**Assignment**
Scan the records below for the string "Some" and return every line where it appears.

**Data for the task**
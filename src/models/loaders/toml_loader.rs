use crate::error::CatalogError;
use crate::models::catalog::Catalog;
use crate::models::request::RequestSpec;
use anyhow::{Context, Result};
use std::path::{Path, PathBuf};
use tokio::fs;

/// 加载科目目录
pub async fn load_catalog(catalog_path: &Path) -> Result<Catalog, CatalogError> {
    let path = catalog_path.display().to_string();

    let content = fs::read_to_string(catalog_path)
        .await
        .map_err(|source| CatalogError::ReadFailed { path: path.clone(), source })?;

    Catalog::from_toml_str(&content).map_err(|source| CatalogError::TomlParseFailed { path, source })
}

/// 从 TOML 文件加载单个生成请求
pub async fn load_toml_to_request(toml_file_path: &Path) -> Result<RequestSpec> {
    let content = fs::read_to_string(toml_file_path)
        .await
        .with_context(|| format!("无法读取TOML文件: {}", toml_file_path.display()))?;

    let spec: RequestSpec = toml::from_str(&content)
        .with_context(|| format!("无法解析TOML文件: {}", toml_file_path.display()))?;

    Ok(spec.with_file_path(toml_file_path.to_string_lossy().to_string()))
}

/// 从文件夹中加载所有请求文件（按文件名排序）
pub async fn load_all_request_files(folder_path: &str) -> Result<Vec<RequestSpec>> {
    let folder = PathBuf::from(folder_path);

    if !folder.exists() {
        anyhow::bail!("文件夹不存在: {}", folder_path);
    }

    let mut toml_files = Vec::new();
    let mut entries = fs::read_dir(&folder)
        .await
        .with_context(|| format!("无法读取文件夹: {}", folder_path))?;

    while let Some(entry) = entries.next_entry().await? {
        let path = entry.path();
        if path.extension().and_then(|s| s.to_str()) == Some("toml") {
            toml_files.push(path);
        }
    }
    toml_files.sort();

    let mut requests = Vec::new();
    for path in toml_files {
        tracing::info!(
            "正在加载: {}",
            path.file_name().unwrap_or_default().to_string_lossy()
        );

        match load_toml_to_request(&path).await {
            Ok(spec) => requests.push(spec),
            Err(e) => {
                tracing::warn!("加载文件失败 {}: {:#}", path.display(), e);
            }
        }
    }

    Ok(requests)
}

/// 读取学习材料文本
pub async fn load_material(material_path: &Path) -> Result<String> {
    fs::read_to_string(material_path)
        .await
        .with_context(|| format!("无法读取学习材料: {}", material_path.display()))
}

#[cfg(test)]
mod tests {
    use super::*;

    fn temp_dir(name: &str) -> PathBuf {
        let dir = std::env::temp_dir().join(format!("quiz_generate_{}_{}", name, std::process::id()));
        let _ = std::fs::remove_dir_all(&dir);
        std::fs::create_dir_all(&dir).unwrap();
        dir
    }

    #[tokio::test]
    async fn test_load_all_request_files_skips_broken_files() {
        let dir = temp_dir("requests");
        std::fs::write(dir.join("b.toml"), "subject_id = 2\nnum_questions = 5\n").unwrap();
        std::fs::write(dir.join("a.toml"), "config_id = 1\n").unwrap();
        std::fs::write(dir.join("broken.toml"), "subject_id = [").unwrap();
        std::fs::write(dir.join("notes.txt"), "not a request").unwrap();

        let requests = load_all_request_files(dir.to_str().unwrap()).await.unwrap();
        assert_eq!(requests.len(), 2);
        assert_eq!(requests[0].config_id, Some(1));
        assert_eq!(requests[1].subject_id, Some(2));
        assert!(requests[1].file_path.as_deref().unwrap().ends_with("b.toml"));

        let _ = std::fs::remove_dir_all(&dir);
    }

    #[tokio::test]
    async fn test_missing_folder_is_an_error() {
        assert!(load_all_request_files("/definitely/not/here").await.is_err());
    }

    #[tokio::test]
    async fn test_load_catalog_reports_path() {
        let dir = temp_dir("catalog");
        let path = dir.join("catalog.toml");
        std::fs::write(&path, "[[subjects]]\nid = \"x\"\n").unwrap();

        let err = load_catalog(&path).await.unwrap_err();
        assert!(matches!(err, CatalogError::TomlParseFailed { .. }));
        assert!(err.to_string().contains("catalog.toml"));

        let _ = std::fs::remove_dir_all(&dir);
    }
}
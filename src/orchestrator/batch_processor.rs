//! 批量请求处理器 - 编排层
//!
//! ## 职责
//!
//! 本模块是整个应用的入口，负责批量请求的处理和资源管理。
//!
//! ## 核心功能
//!
//! 1. **应用初始化**：创建日志文件、加载科目目录、显式构造生成客户端
//! 2. **批量加载**：扫描并加载所有待处理的请求（`Vec<RequestSpec>`）
//! 3. **并发控制**：使用 Semaphore 限制同时处理的请求数量
//! 4. **分批处理**：将请求分批次处理，每批完成后再开始下一批
//! 5. **全局统计**：汇总所有请求的处理结果
//!
//! ## 设计特点
//!
//! - **顶层编排**：不处理单个请求的细节
//! - **资源所有者**：唯一创建生成客户端的模块
//! - **向下委托**：委托 request_processor 处理单个请求

use crate::clients::{GenerationClient, OpenAiGenerationClient};
use crate::config::Config;
use crate::models::catalog::Catalog;
use crate::models::request::RequestSpec;
use crate::models::loaders;
use crate::orchestrator::quiz_generator::QuizGenerator;
use crate::orchestrator::request_processor::{self, RequestReport};
use crate::services::outcome_writer::OutcomeWriter;
use crate::utils::logging;
use anyhow::{Context, Result};
use std::path::Path;
use std::sync::Arc;
use tokio::sync::Semaphore;
use tracing::{error, info, warn};

/// 应用主结构
pub struct App {
    config: Config,
    catalog: Arc<Catalog>,
    generator: Arc<QuizGenerator>,
    writer: Arc<OutcomeWriter>,
}

impl App {
    /// 初始化应用
    pub async fn initialize(config: Config) -> Result<Self> {
        logging::init_log_file(&config.output_log_file)?;

        logging::log_startup(&config);

        let catalog = loaders::load_catalog(Path::new(&config.catalog_file))
            .await
            .context("加载科目目录失败")?;
        info!(
            "✓ 科目目录: {} 个科目, {} 组主题",
            catalog.subject_count(),
            catalog.topics().len()
        );

        let client: Arc<dyn GenerationClient> = Arc::new(OpenAiGenerationClient::new(&config));

        Ok(Self::with_client(config, catalog, client))
    }

    /// 使用指定的生成客户端创建应用
    pub fn with_client(config: Config, catalog: Catalog, client: Arc<dyn GenerationClient>) -> Self {
        let topics = Arc::new(catalog.topics().clone());
        let generator = QuizGenerator::new(client, topics, config.generator_settings());
        let writer = OutcomeWriter::new(&config.output_folder);

        Self {
            config,
            catalog: Arc::new(catalog),
            generator: Arc::new(generator),
            writer: Arc::new(writer),
        }
    }

    /// 运行应用主逻辑
    pub async fn run(&self) -> Result<ProcessingStats> {
        let all_requests = self.load_requests().await?;

        if all_requests.is_empty() {
            warn!("⚠️ 没有找到待处理的请求文件，程序结束");
            return Ok(ProcessingStats::default());
        }

        let total_requests = all_requests.len();
        logging::log_requests_loaded(total_requests, self.config.max_concurrent_requests);

        let stats = self.process_all_requests(all_requests).await?;

        logging::print_final_stats(&stats, &self.config.output_log_file);

        Ok(stats)
    }

    /// 加载请求
    async fn load_requests(&self) -> Result<Vec<RequestSpec>> {
        info!("📁 正在扫描待处理的请求...");
        loaders::load_all_request_files(&self.config.requests_folder).await
    }

    /// 处理所有请求
    async fn process_all_requests(&self, all_requests: Vec<RequestSpec>) -> Result<ProcessingStats> {
        let batch_size = self.config.max_concurrent_requests.max(1);
        let semaphore = Arc::new(Semaphore::new(batch_size));
        let total_requests = all_requests.len();
        let mut stats = ProcessingStats {
            total: total_requests,
            ..Default::default()
        };

        let total_batches = total_requests.div_ceil(batch_size);

        for batch_start in (0..total_requests).step_by(batch_size) {
            let batch_end = (batch_start + batch_size).min(total_requests);
            let batch_requests = &all_requests[batch_start..batch_end];
            let batch_num = (batch_start / batch_size) + 1;

            logging::log_batch_start(batch_num, total_batches, batch_start + 1, batch_end, total_requests);

            let batch_result = self
                .process_batch(batch_requests, batch_start, semaphore.clone())
                .await?;

            logging::log_batch_complete(batch_num, batch_result.succeeded, batch_result.succeeded + batch_result.failed);
            stats.absorb(batch_result);
        }

        Ok(stats)
    }

    /// 处理单个批次
    async fn process_batch(
        &self,
        batch_requests: &[RequestSpec],
        batch_start: usize,
        semaphore: Arc<Semaphore>,
    ) -> Result<ProcessingStats> {
        let mut batch_handles = Vec::new();

        for (idx, spec) in batch_requests.iter().enumerate() {
            let request_index = batch_start + idx + 1;
            let permit = semaphore.clone().acquire_owned().await?;

            let generator = self.generator.clone();
            let catalog = self.catalog.clone();
            let writer = self.writer.clone();
            let spec = spec.clone();

            let handle = tokio::spawn(async move {
                let _permit = permit;
                request_processor::process_request(&generator, &catalog, &writer, &spec, request_index)
                    .await
                    .map_err(|e| {
                        error!("[请求 {}] ❌ 处理失败: {:#}", request_index, e);
                        e
                    })
            });
            batch_handles.push((request_index, handle));
        }

        let mut result = ProcessingStats {
            total: batch_requests.len(),
            ..Default::default()
        };

        for (request_index, handle) in batch_handles {
            match handle.await {
                Ok(Ok(report)) => {
                    self.append_report(request_index, Ok(&report));
                    result.record_success(&report);
                }
                Ok(Err(e)) => {
                    self.append_report(request_index, Err(&e));
                    result.failed += 1;
                }
                Err(e) => {
                    error!("[请求 {}] 任务执行失败: {}", request_index, e);
                    result.failed += 1;
                }
            }
        }

        Ok(result)
    }

    /// 写日志文件失败只记录警告，不影响其他请求的结果
    fn append_report(&self, request_index: usize, report: std::result::Result<&RequestReport, &anyhow::Error>) {
        if let Err(e) = logging::append_report(&self.config.output_log_file, request_index, report) {
            warn!(
                "[请求 {}] ⚠️ 写入日志文件失败 ({}): {:#}",
                request_index, self.config.output_log_file, e
            );
        }
    }
}

/// 处理统计
#[derive(Debug, Default, Clone, PartialEq, Eq)]
pub struct ProcessingStats {
    pub total: usize,
    pub succeeded: usize,
    pub failed: usize,
    /// 实际生成的题目数
    pub questions: usize,
    /// 重试耗尽的主题数
    pub exhausted_topics: usize,
}

impl ProcessingStats {
    fn record_success(&mut self, report: &RequestReport) {
        self.succeeded += 1;
        self.questions += report.effective_count;
        self.exhausted_topics += report.failed_topics.len();
    }

    fn absorb(&mut self, batch: ProcessingStats) {
        self.succeeded += batch.succeeded;
        self.failed += batch.failed;
        self.questions += batch.questions;
        self.exhausted_topics += batch.exhausted_topics;
    }
}
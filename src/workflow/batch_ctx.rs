//! 批次处理上下文
//!
//! 封装"我正在处理哪个请求的第几个主题"这一信息

use std::fmt::Display;

/// 批次处理上下文
#[derive(Debug, Clone)]
pub struct BatchCtx {
    /// 请求索引（仅用于日志显示）
    pub request_index: usize,

    /// 主题在计划中的位置（从1开始）
    pub topic_index: usize,

    /// 计划中的主题总数
    pub topic_total: usize,

    /// 主题名称
    pub topic: String,

    /// 本批次的目标题数
    pub target_count: usize,
}

impl BatchCtx {
    pub fn new(
        request_index: usize,
        topic_index: usize,
        topic_total: usize,
        topic: String,
        target_count: usize,
    ) -> Self {
        Self {
            request_index,
            topic_index,
            topic_total,
            topic,
            target_count,
        }
    }
}

impl Display for BatchCtx {
    fn fmt(&self, f: &mut std::fmt::Formatter<'_>) -> std::fmt::Result {
        write!(
            f,
            "[请求 {} | 主题 {}/{} {}]",
            self.request_index, self.topic_index, self.topic_total, self.topic
        )
    }
}
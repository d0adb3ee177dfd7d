pub mod toml_loader;

pub use toml_loader::{load_all_request_files, load_catalog, load_material, load_toml_to_request};
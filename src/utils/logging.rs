use anyhow::Result;
/// 日志工具模块
///
/// 提供日志初始化、格式化和输出的辅助函数
use std::fs::{self, OpenOptions};
use std::io::Write;
use tracing::info;
use tracing_subscriber::EnvFilter;

use crate::config::Config;
use crate::orchestrator::batch_processor::ProcessingStats;
use crate::orchestrator::request_processor::RequestReport;

/// 初始化 tracing 订阅器
///
/// `RUST_LOG` 优先；否则按 verbose 选择 debug 或 info。重复调用不会报错。
pub fn init(verbose: bool) {
    let default_level = if verbose {
        "info,quiz_generate=debug"
    } else {
        "info"
    };
    let filter = EnvFilter::try_from_default_env().unwrap_or_else(|_| EnvFilter::new(default_level));

    let _ = tracing_subscriber::fmt()
        .with_env_filter(filter)
        .with_target(false)
        .try_init();
}

/// 初始化日志文件
pub fn init_log_file(log_file_path: &str) -> Result<()> {
    let log_header = format!(
        "{}\n测验生成日志 - {}\n{}\n\n",
        "=".repeat(60),
        chrono::Local::now().format("%Y-%m-%d %H:%M:%S"),
        "=".repeat(60)
    );
    fs::write(log_file_path, log_header)?;
    Ok(())
}

/// 向日志文件追加一行
pub fn append_log_line(log_file_path: &str, line: &str) -> Result<()> {
    let mut file = OpenOptions::new().create(true).append(true).open(log_file_path)?;
    writeln!(file, "{}", line)?;
    Ok(())
}

/// 把单个请求的处理结果写入日志文件
pub fn append_report(
    log_file_path: &str,
    request_index: usize,
    report: std::result::Result<&RequestReport, &anyhow::Error>,
) -> Result<()> {
    let line = match report {
        Ok(report) => {
            let mut line = format!(
                "[请求 {}] ✅ {} | {}/{} 道题",
                request_index,
                truncate_text(&report.title, 40),
                report.effective_count,
                report.total_count
            );
            if !report.failed_topics.is_empty() {
                line.push_str(&format!(" | 失败主题: {}", report.failed_topics.join(", ")));
            }
            if let Some(path) = &report.output_path {
                line.push_str(&format!(" | {}", path.display()));
            }
            line
        }
        Err(e) => format!("[请求 {}] ❌ {:#}", request_index, e),
    };
    append_log_line(log_file_path, &line)
}

/// 记录程序启动信息
pub fn log_startup(config: &Config) {
    info!("{}", "=".repeat(60));
    info!("🚀 程序启动 - 测验批量生成模式");
    info!("🤖 模型: {} (temperature {})", config.llm_model_name, config.llm_temperature);
    info!(
        "📊 最大并发: {} 个请求, 每个请求 {} 个主题",
        config.max_concurrent_requests, config.max_concurrent_topics
    );
    info!("{}", "=".repeat(60));
}

/// 记录请求加载信息
pub fn log_requests_loaded(total: usize, max_concurrent: usize) {
    info!("✓ 找到 {} 个待处理的请求", total);
    info!("📋 将以每批 {} 个的方式处理", max_concurrent);
    info!("💡 每批完成后再开始下一批\n");
}

/// 记录批次开始信息
pub fn log_batch_start(batch_num: usize, total_batches: usize, start: usize, end: usize, total: usize) {
    info!("\n{}", "=".repeat(60));
    info!("📦 开始处理第 {}/{} 批", batch_num, total_batches);
    info!("📄 本批请求: {}-{} / 共 {} 个", start, end, total);
    info!("{}", "=".repeat(60));
}

/// 记录批次完成信息
pub fn log_batch_complete(batch_num: usize, success: usize, total: usize) {
    info!("\n{}", "─".repeat(60));
    info!("✓ 第 {} 批完成: 成功 {}/{}", batch_num, success, total);
    info!("{}", "─".repeat(60));
}

/// 打印最终统计信息
pub fn print_final_stats(stats: &ProcessingStats, log_file_path: &str) {
    info!("\n{}", "=".repeat(60));
    info!("📊 全部处理完成统计");
    info!("完成时间: {}", chrono::Local::now().format("%Y-%m-%d %H:%M:%S"));
    info!("{}", "=".repeat(60));
    info!("✅ 成功: {}/{}", stats.succeeded, stats.total);
    info!("❌ 失败: {}", stats.failed);
    info!("📝 生成题目: {} 道", stats.questions);
    if stats.exhausted_topics > 0 {
        info!("⚠️ 重试耗尽的主题: {} 个", stats.exhausted_topics);
    }
    info!("{}", "=".repeat(60));
    info!("\n日志已保存至: {}", log_file_path);
}

/// 截断长文本用于日志显示
pub fn truncate_text(text: &str, max_len: usize) -> String {
    if text.chars().count() > max_len {
        text.chars().take(max_len).collect::<String>() + "..."
    } else {
        text.to_string()
    }
}

#[cfg(test)]
mod tests {
    use super::*;
    use std::path::PathBuf;

    #[test]
    fn test_truncate_text_counts_chars() {
        assert_eq!(truncate_text("数学测验", 2), "数学...");
        assert_eq!(truncate_text("short", 10), "short");
    }

    #[test]
    fn test_log_file_header_and_report_lines() {
        let dir = std::env::temp_dir().join(format!("quiz_log_test_{}", std::process::id()));
        fs::create_dir_all(&dir).unwrap();
        let path = dir.join("output.txt");
        let path_str = path.to_str().unwrap();

        init_log_file(path_str).unwrap();
        let report = RequestReport {
            title: "Mathematics - Easy Quiz".into(),
            total_count: 10,
            effective_count: 8,
            failed_topics: vec!["Algebra".into()],
            output_path: Some(PathBuf::from("output/a.json")),
        };
        append_report(path_str, 1, Ok(&report)).unwrap();
        append_report(path_str, 2, Err(&anyhow::anyhow!("科目不存在"))).unwrap();

        let content = fs::read_to_string(&path).unwrap();
        assert!(content.contains("测验生成日志"));
        assert!(content.contains("[请求 1] ✅ Mathematics - Easy Quiz | 8/10 道题 | 失败主题: Algebra"));
        assert!(content.contains("[请求 2] ❌ 科目不存在"));

        fs::remove_dir_all(&dir).unwrap();
    }
}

**Answer space**
    while let Some(entry) = entries.next_entry().await? {
        if path.extension().and_then(|s| s.to_str()) == Some("toml") {
        assert_eq!(requests[0].config_id, Some(1));
        assert_eq!(requests[1].subject_id, Some(2));
            if let Some(path) = &report.output_path {
            output_path: Some(PathBuf::from("output/a.json")),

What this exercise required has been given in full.